╔══

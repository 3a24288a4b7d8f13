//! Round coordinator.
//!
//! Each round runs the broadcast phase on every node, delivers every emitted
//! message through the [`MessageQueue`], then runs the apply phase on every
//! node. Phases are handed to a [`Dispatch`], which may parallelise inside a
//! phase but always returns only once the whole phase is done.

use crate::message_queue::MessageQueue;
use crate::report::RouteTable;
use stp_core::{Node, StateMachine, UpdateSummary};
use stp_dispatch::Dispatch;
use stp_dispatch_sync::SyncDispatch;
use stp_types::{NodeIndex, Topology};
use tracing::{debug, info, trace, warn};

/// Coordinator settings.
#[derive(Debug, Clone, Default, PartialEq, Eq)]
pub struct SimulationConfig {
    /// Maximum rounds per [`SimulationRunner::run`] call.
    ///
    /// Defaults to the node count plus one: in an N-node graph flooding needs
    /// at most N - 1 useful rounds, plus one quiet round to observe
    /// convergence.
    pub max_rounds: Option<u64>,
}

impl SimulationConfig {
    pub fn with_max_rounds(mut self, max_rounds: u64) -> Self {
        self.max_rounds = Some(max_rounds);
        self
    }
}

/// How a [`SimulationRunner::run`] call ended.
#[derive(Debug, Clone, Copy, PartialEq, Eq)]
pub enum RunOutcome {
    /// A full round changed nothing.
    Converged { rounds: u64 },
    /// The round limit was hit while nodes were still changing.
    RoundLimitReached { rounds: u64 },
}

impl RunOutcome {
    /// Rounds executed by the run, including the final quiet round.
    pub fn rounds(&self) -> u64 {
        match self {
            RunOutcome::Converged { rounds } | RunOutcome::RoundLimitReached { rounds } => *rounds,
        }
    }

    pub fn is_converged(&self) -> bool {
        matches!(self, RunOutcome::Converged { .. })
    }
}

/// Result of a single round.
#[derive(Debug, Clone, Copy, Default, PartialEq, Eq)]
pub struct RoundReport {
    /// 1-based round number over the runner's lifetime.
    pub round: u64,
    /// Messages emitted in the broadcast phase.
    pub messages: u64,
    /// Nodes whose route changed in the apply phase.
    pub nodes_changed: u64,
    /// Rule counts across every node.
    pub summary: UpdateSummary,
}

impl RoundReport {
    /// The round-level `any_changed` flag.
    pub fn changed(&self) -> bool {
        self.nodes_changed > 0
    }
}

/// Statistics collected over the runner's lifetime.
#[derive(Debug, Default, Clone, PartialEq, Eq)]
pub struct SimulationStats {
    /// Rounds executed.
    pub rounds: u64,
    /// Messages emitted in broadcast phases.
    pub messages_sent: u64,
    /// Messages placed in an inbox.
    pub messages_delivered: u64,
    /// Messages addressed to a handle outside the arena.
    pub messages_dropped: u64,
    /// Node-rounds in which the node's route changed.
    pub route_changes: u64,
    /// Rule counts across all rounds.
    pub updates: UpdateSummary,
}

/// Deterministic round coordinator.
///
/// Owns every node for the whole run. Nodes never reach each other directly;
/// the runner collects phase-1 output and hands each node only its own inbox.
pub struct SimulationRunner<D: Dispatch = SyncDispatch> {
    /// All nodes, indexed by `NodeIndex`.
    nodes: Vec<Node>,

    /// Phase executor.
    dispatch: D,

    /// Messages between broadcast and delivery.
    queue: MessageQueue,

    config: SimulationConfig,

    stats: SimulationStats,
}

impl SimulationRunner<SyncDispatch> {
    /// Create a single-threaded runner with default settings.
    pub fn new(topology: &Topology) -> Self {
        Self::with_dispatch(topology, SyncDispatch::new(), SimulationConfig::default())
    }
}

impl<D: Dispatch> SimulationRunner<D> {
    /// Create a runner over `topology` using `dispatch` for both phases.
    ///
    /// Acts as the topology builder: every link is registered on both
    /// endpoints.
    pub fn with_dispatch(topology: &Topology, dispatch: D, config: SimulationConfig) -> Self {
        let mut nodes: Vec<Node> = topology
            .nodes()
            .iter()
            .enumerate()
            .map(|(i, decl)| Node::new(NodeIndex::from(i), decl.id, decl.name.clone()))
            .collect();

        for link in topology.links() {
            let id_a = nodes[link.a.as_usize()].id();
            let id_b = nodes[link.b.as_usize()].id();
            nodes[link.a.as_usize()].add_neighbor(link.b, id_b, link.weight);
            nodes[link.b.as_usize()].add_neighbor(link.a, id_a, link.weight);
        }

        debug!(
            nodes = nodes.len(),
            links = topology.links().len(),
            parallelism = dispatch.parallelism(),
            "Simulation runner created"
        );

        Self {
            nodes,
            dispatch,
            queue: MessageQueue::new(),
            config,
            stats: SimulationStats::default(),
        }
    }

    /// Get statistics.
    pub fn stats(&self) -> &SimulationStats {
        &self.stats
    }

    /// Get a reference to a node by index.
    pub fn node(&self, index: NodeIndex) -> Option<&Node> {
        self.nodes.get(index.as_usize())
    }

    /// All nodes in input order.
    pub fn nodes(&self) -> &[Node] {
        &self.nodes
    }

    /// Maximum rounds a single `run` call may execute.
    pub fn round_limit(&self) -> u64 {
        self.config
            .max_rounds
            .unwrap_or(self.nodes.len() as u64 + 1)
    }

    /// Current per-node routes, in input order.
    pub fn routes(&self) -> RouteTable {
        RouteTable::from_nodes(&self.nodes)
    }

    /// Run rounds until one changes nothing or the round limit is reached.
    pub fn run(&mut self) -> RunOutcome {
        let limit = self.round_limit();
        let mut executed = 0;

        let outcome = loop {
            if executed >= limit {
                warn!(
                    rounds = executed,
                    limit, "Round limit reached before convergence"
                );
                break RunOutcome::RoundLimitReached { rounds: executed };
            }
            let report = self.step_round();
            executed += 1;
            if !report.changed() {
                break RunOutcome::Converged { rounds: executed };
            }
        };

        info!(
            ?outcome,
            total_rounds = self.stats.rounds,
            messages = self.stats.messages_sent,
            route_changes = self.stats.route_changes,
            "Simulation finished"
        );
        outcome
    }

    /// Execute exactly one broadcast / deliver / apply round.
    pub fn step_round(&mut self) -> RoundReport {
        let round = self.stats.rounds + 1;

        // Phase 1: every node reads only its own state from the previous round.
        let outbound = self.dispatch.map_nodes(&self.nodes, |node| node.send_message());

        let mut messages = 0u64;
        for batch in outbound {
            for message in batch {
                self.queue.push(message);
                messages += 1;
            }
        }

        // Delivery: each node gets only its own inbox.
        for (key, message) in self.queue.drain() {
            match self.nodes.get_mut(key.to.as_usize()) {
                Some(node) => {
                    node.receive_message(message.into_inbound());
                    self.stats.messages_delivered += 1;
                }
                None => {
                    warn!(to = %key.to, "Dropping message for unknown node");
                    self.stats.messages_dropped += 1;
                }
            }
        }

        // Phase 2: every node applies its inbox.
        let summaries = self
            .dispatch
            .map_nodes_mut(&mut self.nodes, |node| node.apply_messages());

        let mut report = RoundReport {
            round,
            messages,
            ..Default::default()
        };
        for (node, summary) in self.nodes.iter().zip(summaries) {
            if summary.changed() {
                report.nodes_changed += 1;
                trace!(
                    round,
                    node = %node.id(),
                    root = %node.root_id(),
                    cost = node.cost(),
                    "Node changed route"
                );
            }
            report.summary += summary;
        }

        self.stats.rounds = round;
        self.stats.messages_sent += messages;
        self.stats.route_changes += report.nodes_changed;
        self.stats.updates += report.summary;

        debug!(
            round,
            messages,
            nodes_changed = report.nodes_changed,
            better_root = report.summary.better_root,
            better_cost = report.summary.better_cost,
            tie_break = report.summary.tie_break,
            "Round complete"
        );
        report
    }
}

╚══

■ HOW TO COMPLETE THIS TASK ■
Repeat the records verbatim, every one of them.

■ TASK OUTPUT ■
repository 3a24288a4b7d8f13
//! Round coordinator.
//!
//! Each round runs the broadcast phase on every node, delivers every emitted
//! message through the [`MessageQueue`], then runs the apply phase on every
//! node. Phases are handed to a [`Dispatch`], which may parallelise inside a
//! phase but always returns only once the whole phase is done.

use crate::message_queue::MessageQueue;
use crate::report::RouteTable;
use stp_core::{Node, StateMachine, UpdateSummary};
use stp_dispatch::Dispatch;
use stp_dispatch_sync::SyncDispatch;
use stp_types::{NodeIndex, Topology};
use tracing::{debug, info, trace, warn};

/// Coordinator settings.
#[derive(Debug, Clone, Default, PartialEq, Eq)]
pub struct SimulationConfig {
    /// Maximum rounds per [`SimulationRunner::run`] call.
    ///
    /// Defaults to the node count plus one: in an N-node graph flooding needs
    /// at most N - 1 useful rounds, plus one quiet round to observe
    /// convergence.
    pub max_rounds: Option<u64>,
}

impl SimulationConfig {
    pub fn with_max_rounds(mut self, max_rounds: u64) -> Self {
        self.max_rounds = Some(max_rounds);
        self
    }
}

/// How a [`SimulationRunner::run`] call ended.
#[derive(Debug, Clone, Copy, PartialEq, Eq)]
pub enum RunOutcome {
    /// A full round changed nothing.
    Converged { rounds: u64 },
    /// The round limit was hit while nodes were still changing.
    RoundLimitReached { rounds: u64 },
}

impl RunOutcome {
    /// Rounds executed by the run, including the final quiet round.
    pub fn rounds(&self) -> u64 {
        match self {
            RunOutcome::Converged { rounds } | RunOutcome::RoundLimitReached { rounds } => *rounds,
        }
    }

    pub fn is_converged(&self) -> bool {
        matches!(self, RunOutcome::Converged { .. })
    }
}

/// Result of a single round.
#[derive(Debug, Clone, Copy, Default, PartialEq, Eq)]
pub struct RoundReport {
    /// 1-based round number over the runner's lifetime.
    pub round: u64,
    /// Messages emitted in the broadcast phase.
    pub messages: u64,
    /// Nodes whose route changed in the apply phase.
    pub nodes_changed: u64,
    /// Rule counts across every node.
    pub summary: UpdateSummary,
}

impl RoundReport {
    /// The round-level `any_changed` flag.
    pub fn changed(&self) -> bool {
        self.nodes_changed > 0
    }
}

/// Statistics collected over the runner's lifetime.
#[derive(Debug, Default, Clone, PartialEq, Eq)]
pub struct SimulationStats {
    /// Rounds executed.
    pub rounds: u64,
    /// Messages emitted in broadcast phases.
    pub messages_sent: u64,
    /// Messages placed in an inbox.
    pub messages_delivered: u64,
    /// Messages addressed to a handle outside the arena.
    pub messages_dropped: u64,
    /// Node-rounds in which the node's route changed.
    pub route_changes: u64,
    /// Rule counts across all rounds.
    pub updates: UpdateSummary,
}

/// Deterministic round coordinator.
///
/// Owns every node for the whole run. Nodes never reach each other directly;
/// the runner collects phase-1 output and hands each node only its own inbox.
pub struct SimulationRunner<D: Dispatch = SyncDispatch> {
    /// All nodes, indexed by `NodeIndex`.
    nodes: Vec<Node>,

    /// Phase executor.
    dispatch: D,

    /// Messages between broadcast and delivery.
    queue: MessageQueue,

    config: SimulationConfig,

    stats: SimulationStats,
}

impl SimulationRunner<SyncDispatch> {
    /// Create a single-threaded runner with default settings.
    pub fn new(topology: &Topology) -> Self {
        Self::with_dispatch(topology, SyncDispatch::new(), SimulationConfig::default())
    }
}

impl<D: Dispatch> SimulationRunner<D> {
    /// Create a runner over `topology` using `dispatch` for both phases.
    ///
    /// Acts as the topology builder: every link is registered on both
    /// endpoints.
    pub fn with_dispatch(topology: &Topology, dispatch: D, config: SimulationConfig) -> Self {
        let mut nodes: Vec<Node> = topology
            .nodes()
            .iter()
            .enumerate()
            .map(|(i, decl)| Node::new(NodeIndex::from(i), decl.id, decl.name.clone()))
            .collect();

        for link in topology.links() {
            let id_a = nodes[link.a.as_usize()].id();
            let id_b = nodes[link.b.as_usize()].id();
            nodes[link.a.as_usize()].add_neighbor(link.b, id_b, link.weight);
            nodes[link.b.as_usize()].add_neighbor(link.a, id_a, link.weight);
        }

        debug!(
            nodes = nodes.len(),
            links = topology.links().len(),
            parallelism = dispatch.parallelism(),
            "Simulation runner created"
        );

        Self {
            nodes,
            dispatch,
            queue: MessageQueue::new(),
            config,
            stats: SimulationStats::default(),
        }
    }

    /// Get statistics.
    pub fn stats(&self) -> &SimulationStats {
        &self.stats
    }

    /// Get a reference to a node by index.
    pub fn node(&self, index: NodeIndex) -> Option<&Node> {
        self.nodes.get(index.as_usize())
    }

    /// All nodes in input order.
    pub fn nodes(&self) -> &[Node] {
        &self.nodes
    }

    /// Maximum rounds a single `run` call may execute.
    pub fn round_limit(&self) -> u64 {
        self.config
            .max_rounds
            .unwrap_or(self.nodes.len() as u64 + 1)
    }

    /// Current per-node routes, in input order.
    pub fn routes(&self) -> RouteTable {
        RouteTable::from_nodes(&self.nodes)
    }

    /// Run rounds until one changes nothing or the round limit is reached.
    pub fn run(&mut self) -> RunOutcome {
        let limit = self.round_limit();
        let mut executed = 0;

        let outcome = loop {
            if executed >= limit {
                warn!(
                    rounds = executed,
                    limit, "Round limit reached before convergence"
                );
                break RunOutcome::RoundLimitReached { rounds: executed };
            }
            let report = self.step_round();
            executed += 1;
            if !report.changed() {
                break RunOutcome::Converged { rounds: executed };
            }
        };

        info!(
            ?outcome,
            total_rounds = self.stats.rounds,
            messages = self.stats.messages_sent,
            route_changes = self.stats.route_changes,
            "Simulation finished"
        );
        outcome
    }

    /// Execute exactly one broadcast / deliver / apply round.
    pub fn step_round(&mut self) -> RoundReport {
        let round = self.stats.rounds + 1;

        // Phase 1: every node reads only its own state from the previous round.
        let outbound = self.dispatch.map_nodes(&self.nodes, |node| node.send_message());

        let mut messages = 0u64;
        for batch in outbound {
            for message in batch {
                self.queue.push(message);
                messages += 1;
            }
        }

        // Delivery: each node gets only its own inbox.
        for (key, message) in self.queue.drain() {
            match self.nodes.get_mut(key.to.as_usize()) {
                Some(node) => {
                    node.receive_message(message.into_inbound());
                    self.stats.messages_delivered += 1;
                }
                None => {
                    warn!(to = %key.to, "Dropping message for unknown node");
                    self.stats.messages_dropped += 1;
                }
            }
        }

        // Phase 2: every node applies its inbox.
        let summaries = self
            .dispatch
            .map_nodes_mut(&mut self.nodes, |node| node.apply_messages());

        let mut report = RoundReport {
            round,
            messages,
            ..Default::default()
        };
        for (node, summary) in self.nodes.iter().zip(summaries) {
            if summary.changed() {
                report.nodes_changed += 1;
                trace!(
                    round,
                    node = %node.id(),
                    root = %node.root_id(),
                    cost = node.cost(),
                    "Node changed route"
                );
            }
            report.summary += summary;
        }

        self.stats.rounds = round;
        self.stats.messages_sent += messages;
        self.stats.route_changes += report.nodes_changed;
        self.stats.updates += report.summary;

        debug!(
            round,
            messages,
            nodes_changed = report.nodes_changed,
            better_root = report.summary.better_root,
            better_cost = report.summary.better_cost,
            tie_break = report.summary.tie_break,
            "Round complete"
        );
        report
    }
}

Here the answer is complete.